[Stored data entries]
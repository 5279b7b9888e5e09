pub mod board;
pub mod labels;
pub mod projects;
pub mod tasks;

pub use board::{BoardView, Bucket, TaskBucketEntry};
pub use labels::LabelStore;
pub use projects::ProjectStore;
pub use tasks::{RemoteServices, RouteContext, TaskStore};
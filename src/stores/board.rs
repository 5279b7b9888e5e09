use tracing::debug;

use crate::model::Task;

/// A grouping column in the board view.
#[derive(Debug, Clone, Default, PartialEq)]
pub struct Bucket {
    pub id: i64,
    pub title: String,
    pub tasks: Vec<Task>,
}

/// A task located in the board view. Holds a copy of the task so a patched
/// entry can be written back wholesale, with no partial update visible to
/// readers.
#[derive(Debug, Clone, PartialEq)]
pub struct TaskBucketEntry {
    pub bucket_index: usize,
    pub task_index: usize,
    pub task: Task,
}

/// Secondary, possibly stale, bucket-grouped view of tasks. Kept loosely in
/// sync with the primary task collection; a task missing here is a valid
/// state, not an error.
#[derive(Debug, Default)]
pub struct BoardView {
    buckets: Vec<Bucket>,
}

impl BoardView {
    pub fn new() -> Self {
        Self::default()
    }

    pub fn set_buckets(&mut self, buckets: Vec<Bucket>) {
        self.buckets = buckets;
    }

    pub fn buckets(&self) -> &[Bucket] {
        &self.buckets
    }

    /// Locate a task by id. `None` means the board does not (or not yet)
    /// contain the task.
    pub fn get_task_by_id(&self, task_id: i64) -> Option<TaskBucketEntry> {
        for (bucket_index, bucket) in self.buckets.iter().enumerate() {
            if let Some(task_index) = bucket.tasks.iter().position(|t| t.id == task_id) {
                return Some(TaskBucketEntry {
                    bucket_index,
                    task_index,
                    task: bucket.tasks[task_index].clone(),
                });
            }
        }
        None
    }

    /// Write an entry back at its recorded position. Stale indices (bucket
    /// reshuffled since the lookup) are dropped with a trace instead of
    /// clobbering an unrelated task.
    pub fn set_task_in_bucket_by_index(&mut self, entry: TaskBucketEntry) {
        let slot = self
            .buckets
            .get_mut(entry.bucket_index)
            .and_then(|bucket| bucket.tasks.get_mut(entry.task_index));
        match slot {
            Some(task) if task.id == entry.task.id => *task = entry.task,
            _ => debug!(
                task_id = entry.task.id,
                bucket_index = entry.bucket_index,
                task_index = entry.task_index,
                "stale board entry, skipping write-back"
            ),
        }
    }

    /// Replace a task wherever it currently sits on the board.
    pub fn set_task_in_bucket(&mut self, task: Task) {
        if let Some(entry) = self.get_task_by_id(task.id) {
            self.set_task_in_bucket_by_index(TaskBucketEntry { task, ..entry });
        }
    }

    /// Drop a task from the board, preserving the order of the rest.
    pub fn remove_task_in_bucket(&mut self, task: &Task) {
        for bucket in &mut self.buckets {
            bucket.tasks.retain(|t| t.id != task.id);
        }
    }
}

WORK INSTRUCTION: The data must be printed verbatim, line by line.

RESPONSE:
repository 5279b7b9888e5e09
pub mod board;
pub mod labels;
pub mod projects;
pub mod tasks;

pub use board::{BoardView, Bucket, TaskBucketEntry};
pub use labels::LabelStore;
pub use projects::ProjectStore;
pub use tasks::{RemoteServices, RouteContext, TaskStore};
filename src/stores/board.rs
repository 5279b7b9888e5e09
use tracing::debug;

use crate::model::Task;

/// A grouping column in the board view.
#[derive(Debug, Clone, Default, PartialEq)]
pub struct Bucket {
    pub id: i64,
    pub title: String,
    pub tasks: Vec<Task>,
}

/// A task located in the board view. Holds a copy of the task so a patched
/// entry can be written back wholesale, with no partial update visible to
/// readers.
#[derive(Debug, Clone, PartialEq)]
pub struct TaskBucketEntry {
    pub bucket_index: usize,
    pub task_index: usize,
    pub task: Task,
}

/// Secondary, possibly stale, bucket-grouped view of tasks. Kept loosely in
/// sync with the primary task collection; a task missing here is a valid
/// state, not an error.
#[derive(Debug, Default)]
pub struct BoardView {
    buckets: Vec<Bucket>,
}

impl BoardView {
    pub fn new() -> Self {
        Self::default()
    }

    pub fn set_buckets(&mut self, buckets: Vec<Bucket>) {
        self.buckets = buckets;
    }

    pub fn buckets(&self) -> &[Bucket] {
        &self.buckets
    }

    /// Locate a task by id. `None` means the board does not (or not yet)
    /// contain the task.
    pub fn get_task_by_id(&self, task_id: i64) -> Option<TaskBucketEntry> {
        for (bucket_index, bucket) in self.buckets.iter().enumerate() {
            if let Some(task_index) = bucket.tasks.iter().position(|t| t.id == task_id) {
                return Some(TaskBucketEntry {
                    bucket_index,
                    task_index,
                    task: bucket.tasks[task_index].clone(),
                });
            }
        }
        None
    }

    /// Write an entry back at its recorded position. Stale indices (bucket
    /// reshuffled since the lookup) are dropped with a trace instead of
    /// clobbering an unrelated task.
    pub fn set_task_in_bucket_by_index(&mut self, entry: TaskBucketEntry) {
        let slot = self
            .buckets
            .get_mut(entry.bucket_index)
            .and_then(|bucket| bucket.tasks.get_mut(entry.task_index));
        match slot {
            Some(task) if task.id == entry.task.id => *task = entry.task,
            _ => debug!(
                task_id = entry.task.id,
                bucket_index = entry.bucket_index,
                task_index = entry.task_index,
                "stale board entry, skipping write-back"
            ),
        }
    }

    /// Replace a task wherever it currently sits on the board.
    pub fn set_task_in_bucket(&mut self, task: Task) {
        if let Some(entry) = self.get_task_by_id(task.id) {
            self.set_task_in_bucket_by_index(TaskBucketEntry { task, ..entry });
        }
    }

    /// Drop a task from the board, preserving the order of the rest.
    pub fn remove_task_in_bucket(&mut self, task: &Task) {
        for bucket in &mut self.buckets {
            bucket.tasks.retain(|t| t.id != task.id);
        }
    }
}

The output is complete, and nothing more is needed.